— Work item —
Show every line below where "resolved" appears.

── Data ──

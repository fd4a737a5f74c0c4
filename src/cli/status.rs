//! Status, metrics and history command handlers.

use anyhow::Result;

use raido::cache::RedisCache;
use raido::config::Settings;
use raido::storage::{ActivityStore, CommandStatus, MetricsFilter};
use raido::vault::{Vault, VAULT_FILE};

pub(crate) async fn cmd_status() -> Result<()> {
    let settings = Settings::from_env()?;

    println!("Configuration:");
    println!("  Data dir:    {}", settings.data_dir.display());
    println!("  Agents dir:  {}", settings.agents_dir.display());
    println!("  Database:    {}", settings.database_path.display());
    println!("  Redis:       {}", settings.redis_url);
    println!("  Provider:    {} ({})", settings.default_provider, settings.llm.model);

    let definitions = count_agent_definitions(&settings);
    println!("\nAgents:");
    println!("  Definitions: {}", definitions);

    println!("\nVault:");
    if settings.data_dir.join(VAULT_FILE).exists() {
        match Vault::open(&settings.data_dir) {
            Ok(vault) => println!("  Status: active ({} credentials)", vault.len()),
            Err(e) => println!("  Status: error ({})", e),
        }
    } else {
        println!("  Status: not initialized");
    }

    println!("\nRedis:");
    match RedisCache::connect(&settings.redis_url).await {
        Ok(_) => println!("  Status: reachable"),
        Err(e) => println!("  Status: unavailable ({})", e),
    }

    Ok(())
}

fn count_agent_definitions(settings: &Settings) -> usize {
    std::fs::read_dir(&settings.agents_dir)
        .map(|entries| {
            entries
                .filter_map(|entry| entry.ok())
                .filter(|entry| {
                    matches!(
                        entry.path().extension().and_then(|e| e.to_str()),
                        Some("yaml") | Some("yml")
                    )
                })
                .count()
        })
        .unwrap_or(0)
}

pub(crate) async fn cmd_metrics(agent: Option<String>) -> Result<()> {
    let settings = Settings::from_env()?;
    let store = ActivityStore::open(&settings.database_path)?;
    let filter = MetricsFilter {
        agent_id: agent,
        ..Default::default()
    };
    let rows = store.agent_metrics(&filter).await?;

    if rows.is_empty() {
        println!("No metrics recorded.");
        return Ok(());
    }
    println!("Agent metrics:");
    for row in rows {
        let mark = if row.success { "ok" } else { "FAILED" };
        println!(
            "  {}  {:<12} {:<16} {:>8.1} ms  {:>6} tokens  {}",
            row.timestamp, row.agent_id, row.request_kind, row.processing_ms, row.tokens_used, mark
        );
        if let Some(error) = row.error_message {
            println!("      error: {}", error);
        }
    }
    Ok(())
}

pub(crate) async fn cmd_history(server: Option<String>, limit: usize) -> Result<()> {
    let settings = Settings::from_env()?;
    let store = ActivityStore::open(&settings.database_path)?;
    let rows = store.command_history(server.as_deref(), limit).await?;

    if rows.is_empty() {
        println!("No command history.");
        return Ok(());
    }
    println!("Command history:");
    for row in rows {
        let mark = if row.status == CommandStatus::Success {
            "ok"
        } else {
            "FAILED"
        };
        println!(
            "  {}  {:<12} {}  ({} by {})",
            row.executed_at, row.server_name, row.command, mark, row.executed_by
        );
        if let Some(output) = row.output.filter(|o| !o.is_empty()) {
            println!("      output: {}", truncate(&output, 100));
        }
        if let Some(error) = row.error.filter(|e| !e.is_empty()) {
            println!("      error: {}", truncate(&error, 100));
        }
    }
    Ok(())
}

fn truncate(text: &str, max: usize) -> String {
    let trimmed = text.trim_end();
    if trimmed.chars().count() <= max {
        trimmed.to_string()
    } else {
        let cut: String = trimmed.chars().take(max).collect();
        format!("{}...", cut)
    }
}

───
── Data ──

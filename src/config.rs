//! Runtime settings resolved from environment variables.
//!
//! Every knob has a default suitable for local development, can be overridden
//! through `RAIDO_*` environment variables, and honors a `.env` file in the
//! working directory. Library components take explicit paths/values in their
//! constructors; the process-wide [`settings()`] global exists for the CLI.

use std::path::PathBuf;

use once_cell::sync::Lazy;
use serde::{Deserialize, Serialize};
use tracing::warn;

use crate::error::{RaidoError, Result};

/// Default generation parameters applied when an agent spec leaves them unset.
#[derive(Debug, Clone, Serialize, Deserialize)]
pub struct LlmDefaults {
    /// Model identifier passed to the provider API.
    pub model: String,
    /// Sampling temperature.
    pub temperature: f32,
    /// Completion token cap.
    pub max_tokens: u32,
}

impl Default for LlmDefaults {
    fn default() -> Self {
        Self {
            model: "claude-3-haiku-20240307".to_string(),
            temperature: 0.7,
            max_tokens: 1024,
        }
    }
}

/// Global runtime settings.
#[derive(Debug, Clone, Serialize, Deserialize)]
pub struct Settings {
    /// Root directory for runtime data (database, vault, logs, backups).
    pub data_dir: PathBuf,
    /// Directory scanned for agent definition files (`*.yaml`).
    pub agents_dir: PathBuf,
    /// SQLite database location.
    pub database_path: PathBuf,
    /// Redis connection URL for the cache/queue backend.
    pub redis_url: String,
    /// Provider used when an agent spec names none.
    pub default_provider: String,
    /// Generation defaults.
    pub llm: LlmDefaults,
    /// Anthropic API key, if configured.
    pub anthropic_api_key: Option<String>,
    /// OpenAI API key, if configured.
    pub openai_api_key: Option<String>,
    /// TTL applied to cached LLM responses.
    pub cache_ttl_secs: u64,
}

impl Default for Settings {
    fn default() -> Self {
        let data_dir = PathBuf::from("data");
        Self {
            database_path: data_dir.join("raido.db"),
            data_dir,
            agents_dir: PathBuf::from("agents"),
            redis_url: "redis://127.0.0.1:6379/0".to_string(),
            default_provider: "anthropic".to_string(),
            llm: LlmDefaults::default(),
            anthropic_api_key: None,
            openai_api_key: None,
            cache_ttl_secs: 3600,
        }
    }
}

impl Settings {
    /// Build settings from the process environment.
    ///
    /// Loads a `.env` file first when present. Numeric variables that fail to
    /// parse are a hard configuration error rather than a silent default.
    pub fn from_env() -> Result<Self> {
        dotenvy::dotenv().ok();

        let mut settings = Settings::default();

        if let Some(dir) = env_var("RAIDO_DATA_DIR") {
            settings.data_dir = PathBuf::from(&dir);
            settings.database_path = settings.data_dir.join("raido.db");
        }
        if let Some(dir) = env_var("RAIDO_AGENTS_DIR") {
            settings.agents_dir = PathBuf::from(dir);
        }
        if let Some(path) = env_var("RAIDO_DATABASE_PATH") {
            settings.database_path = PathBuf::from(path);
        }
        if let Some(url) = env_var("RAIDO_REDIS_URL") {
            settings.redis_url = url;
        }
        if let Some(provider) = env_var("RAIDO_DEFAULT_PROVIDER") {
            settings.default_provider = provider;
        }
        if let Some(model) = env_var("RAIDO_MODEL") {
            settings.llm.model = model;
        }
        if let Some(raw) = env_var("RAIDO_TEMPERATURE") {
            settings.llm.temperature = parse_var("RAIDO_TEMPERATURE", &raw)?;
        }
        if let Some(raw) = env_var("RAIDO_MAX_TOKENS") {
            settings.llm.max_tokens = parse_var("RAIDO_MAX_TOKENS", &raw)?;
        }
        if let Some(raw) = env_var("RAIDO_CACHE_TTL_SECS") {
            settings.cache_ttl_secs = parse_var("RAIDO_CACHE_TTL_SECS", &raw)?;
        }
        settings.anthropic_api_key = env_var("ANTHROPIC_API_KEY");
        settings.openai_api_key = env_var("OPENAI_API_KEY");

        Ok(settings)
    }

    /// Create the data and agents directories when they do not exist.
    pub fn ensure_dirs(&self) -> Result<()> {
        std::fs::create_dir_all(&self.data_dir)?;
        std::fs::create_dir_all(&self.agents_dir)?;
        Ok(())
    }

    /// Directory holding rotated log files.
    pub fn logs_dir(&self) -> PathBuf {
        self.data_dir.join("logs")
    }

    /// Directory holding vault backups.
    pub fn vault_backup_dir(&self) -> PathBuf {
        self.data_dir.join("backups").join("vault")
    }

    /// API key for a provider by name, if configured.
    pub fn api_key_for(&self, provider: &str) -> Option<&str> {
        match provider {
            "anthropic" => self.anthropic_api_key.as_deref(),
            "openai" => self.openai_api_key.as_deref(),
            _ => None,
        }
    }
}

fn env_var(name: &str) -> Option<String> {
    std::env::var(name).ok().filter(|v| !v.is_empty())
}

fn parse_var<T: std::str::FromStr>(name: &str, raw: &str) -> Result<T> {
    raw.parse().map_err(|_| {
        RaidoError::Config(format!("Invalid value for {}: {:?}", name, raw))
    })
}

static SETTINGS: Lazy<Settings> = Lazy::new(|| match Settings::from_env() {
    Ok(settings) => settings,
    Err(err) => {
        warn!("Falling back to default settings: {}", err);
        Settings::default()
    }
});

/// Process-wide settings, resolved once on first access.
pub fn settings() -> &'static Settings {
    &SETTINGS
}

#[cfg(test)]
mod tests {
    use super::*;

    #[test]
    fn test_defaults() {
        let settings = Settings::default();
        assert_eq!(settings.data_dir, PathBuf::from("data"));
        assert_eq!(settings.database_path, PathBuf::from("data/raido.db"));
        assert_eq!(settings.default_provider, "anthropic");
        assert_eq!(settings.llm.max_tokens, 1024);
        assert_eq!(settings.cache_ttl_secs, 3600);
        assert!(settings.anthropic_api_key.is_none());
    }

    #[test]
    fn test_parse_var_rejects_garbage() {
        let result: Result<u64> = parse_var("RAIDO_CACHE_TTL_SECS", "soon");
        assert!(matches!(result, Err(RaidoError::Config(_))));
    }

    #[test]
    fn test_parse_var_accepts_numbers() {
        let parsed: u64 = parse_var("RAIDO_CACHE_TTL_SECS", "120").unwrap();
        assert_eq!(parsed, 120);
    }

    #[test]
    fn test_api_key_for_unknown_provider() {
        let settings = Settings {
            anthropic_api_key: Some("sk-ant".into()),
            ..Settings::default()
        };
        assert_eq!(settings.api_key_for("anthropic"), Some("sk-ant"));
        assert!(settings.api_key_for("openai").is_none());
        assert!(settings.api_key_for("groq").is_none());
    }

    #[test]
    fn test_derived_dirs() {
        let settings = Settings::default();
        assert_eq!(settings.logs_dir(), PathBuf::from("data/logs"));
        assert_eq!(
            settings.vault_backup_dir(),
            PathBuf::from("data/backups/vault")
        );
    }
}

───

— Solution for this exercise —
//! Runtime settings resolved from environment variables.
/// Process-wide settings, resolved once on first access.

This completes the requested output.